### Study material
________________________
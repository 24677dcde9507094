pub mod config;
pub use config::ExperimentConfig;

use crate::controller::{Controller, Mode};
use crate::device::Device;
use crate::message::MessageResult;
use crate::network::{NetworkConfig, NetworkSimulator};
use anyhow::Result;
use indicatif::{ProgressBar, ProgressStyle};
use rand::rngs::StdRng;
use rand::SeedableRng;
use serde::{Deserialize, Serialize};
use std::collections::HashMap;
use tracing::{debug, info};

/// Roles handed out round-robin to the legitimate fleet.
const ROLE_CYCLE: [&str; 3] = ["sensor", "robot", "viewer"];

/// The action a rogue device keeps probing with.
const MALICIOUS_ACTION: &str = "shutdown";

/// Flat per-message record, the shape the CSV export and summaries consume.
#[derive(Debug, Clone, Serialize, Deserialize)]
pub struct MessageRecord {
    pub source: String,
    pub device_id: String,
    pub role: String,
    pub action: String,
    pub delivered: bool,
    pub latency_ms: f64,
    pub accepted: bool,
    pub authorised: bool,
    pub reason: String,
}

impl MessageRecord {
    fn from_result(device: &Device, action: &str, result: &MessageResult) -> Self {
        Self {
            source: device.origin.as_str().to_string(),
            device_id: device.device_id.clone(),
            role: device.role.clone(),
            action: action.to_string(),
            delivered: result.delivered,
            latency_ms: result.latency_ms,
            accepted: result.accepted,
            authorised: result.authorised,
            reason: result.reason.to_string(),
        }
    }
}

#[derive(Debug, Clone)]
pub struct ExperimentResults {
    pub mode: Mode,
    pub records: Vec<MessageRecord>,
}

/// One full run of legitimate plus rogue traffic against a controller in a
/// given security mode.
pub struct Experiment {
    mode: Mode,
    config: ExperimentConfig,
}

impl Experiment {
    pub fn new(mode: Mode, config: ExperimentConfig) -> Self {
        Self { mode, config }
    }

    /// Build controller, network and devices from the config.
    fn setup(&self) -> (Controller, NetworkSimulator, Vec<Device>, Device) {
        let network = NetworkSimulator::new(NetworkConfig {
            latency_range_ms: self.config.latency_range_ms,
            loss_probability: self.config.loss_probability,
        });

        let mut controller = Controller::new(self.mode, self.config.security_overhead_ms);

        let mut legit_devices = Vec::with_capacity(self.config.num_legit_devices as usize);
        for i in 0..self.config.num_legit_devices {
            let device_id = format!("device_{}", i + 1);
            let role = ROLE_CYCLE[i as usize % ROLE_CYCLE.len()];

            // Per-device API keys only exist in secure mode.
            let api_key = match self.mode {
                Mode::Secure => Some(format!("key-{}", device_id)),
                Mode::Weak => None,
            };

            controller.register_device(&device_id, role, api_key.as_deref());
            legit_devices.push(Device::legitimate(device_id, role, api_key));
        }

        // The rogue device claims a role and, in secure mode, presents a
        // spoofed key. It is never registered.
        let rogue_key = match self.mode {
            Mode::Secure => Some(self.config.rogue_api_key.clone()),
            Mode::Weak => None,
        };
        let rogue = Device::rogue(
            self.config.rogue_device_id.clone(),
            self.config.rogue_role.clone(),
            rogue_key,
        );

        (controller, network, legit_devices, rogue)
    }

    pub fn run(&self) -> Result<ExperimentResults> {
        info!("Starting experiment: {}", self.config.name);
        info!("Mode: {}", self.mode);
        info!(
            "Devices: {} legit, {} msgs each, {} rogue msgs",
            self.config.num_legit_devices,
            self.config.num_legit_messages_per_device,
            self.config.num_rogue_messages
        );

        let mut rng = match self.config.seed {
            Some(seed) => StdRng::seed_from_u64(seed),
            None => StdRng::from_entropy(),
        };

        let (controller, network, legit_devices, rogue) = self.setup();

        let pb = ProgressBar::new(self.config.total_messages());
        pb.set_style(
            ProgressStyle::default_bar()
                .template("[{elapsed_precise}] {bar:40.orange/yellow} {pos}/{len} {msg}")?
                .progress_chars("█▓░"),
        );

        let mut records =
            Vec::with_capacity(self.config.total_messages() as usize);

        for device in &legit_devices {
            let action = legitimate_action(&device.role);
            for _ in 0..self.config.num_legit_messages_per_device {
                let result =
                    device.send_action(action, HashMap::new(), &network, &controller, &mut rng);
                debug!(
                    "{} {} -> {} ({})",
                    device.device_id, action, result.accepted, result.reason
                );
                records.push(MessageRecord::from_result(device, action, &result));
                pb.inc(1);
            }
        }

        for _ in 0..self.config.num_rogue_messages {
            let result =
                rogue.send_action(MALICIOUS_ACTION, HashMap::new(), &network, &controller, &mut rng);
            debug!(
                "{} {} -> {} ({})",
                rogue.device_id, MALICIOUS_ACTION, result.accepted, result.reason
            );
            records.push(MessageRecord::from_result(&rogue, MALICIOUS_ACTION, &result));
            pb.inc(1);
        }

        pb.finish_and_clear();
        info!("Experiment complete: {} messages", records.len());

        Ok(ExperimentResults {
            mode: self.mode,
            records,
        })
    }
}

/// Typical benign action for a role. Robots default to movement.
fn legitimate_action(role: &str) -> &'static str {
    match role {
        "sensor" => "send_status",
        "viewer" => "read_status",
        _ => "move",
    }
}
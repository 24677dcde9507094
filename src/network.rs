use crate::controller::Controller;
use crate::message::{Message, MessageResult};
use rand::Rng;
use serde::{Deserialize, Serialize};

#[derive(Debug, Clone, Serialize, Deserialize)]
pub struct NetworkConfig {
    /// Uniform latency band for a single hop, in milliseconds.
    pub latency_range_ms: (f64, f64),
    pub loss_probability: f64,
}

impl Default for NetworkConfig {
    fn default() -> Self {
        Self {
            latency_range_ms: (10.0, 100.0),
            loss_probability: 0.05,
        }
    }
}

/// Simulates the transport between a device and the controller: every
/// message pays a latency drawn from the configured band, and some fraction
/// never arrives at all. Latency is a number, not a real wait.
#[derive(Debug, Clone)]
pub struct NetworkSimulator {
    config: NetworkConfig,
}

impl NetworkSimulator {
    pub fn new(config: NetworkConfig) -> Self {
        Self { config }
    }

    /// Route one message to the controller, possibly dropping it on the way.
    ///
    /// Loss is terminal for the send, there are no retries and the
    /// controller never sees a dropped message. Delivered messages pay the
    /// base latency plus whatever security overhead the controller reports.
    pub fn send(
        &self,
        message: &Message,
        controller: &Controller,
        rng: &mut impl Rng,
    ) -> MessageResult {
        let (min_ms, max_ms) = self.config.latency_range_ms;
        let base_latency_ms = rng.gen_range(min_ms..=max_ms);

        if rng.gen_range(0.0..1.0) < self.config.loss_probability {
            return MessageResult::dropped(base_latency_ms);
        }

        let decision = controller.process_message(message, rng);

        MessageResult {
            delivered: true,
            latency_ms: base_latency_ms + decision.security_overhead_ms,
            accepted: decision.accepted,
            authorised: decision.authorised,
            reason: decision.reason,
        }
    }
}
________________________
### Work instruction
Please return every line of the records that contains the word "plus".

### Written solution
/// One full run of legitimate plus rogue traffic against a controller in a
    /// base latency plus whatever security overhead the controller reports.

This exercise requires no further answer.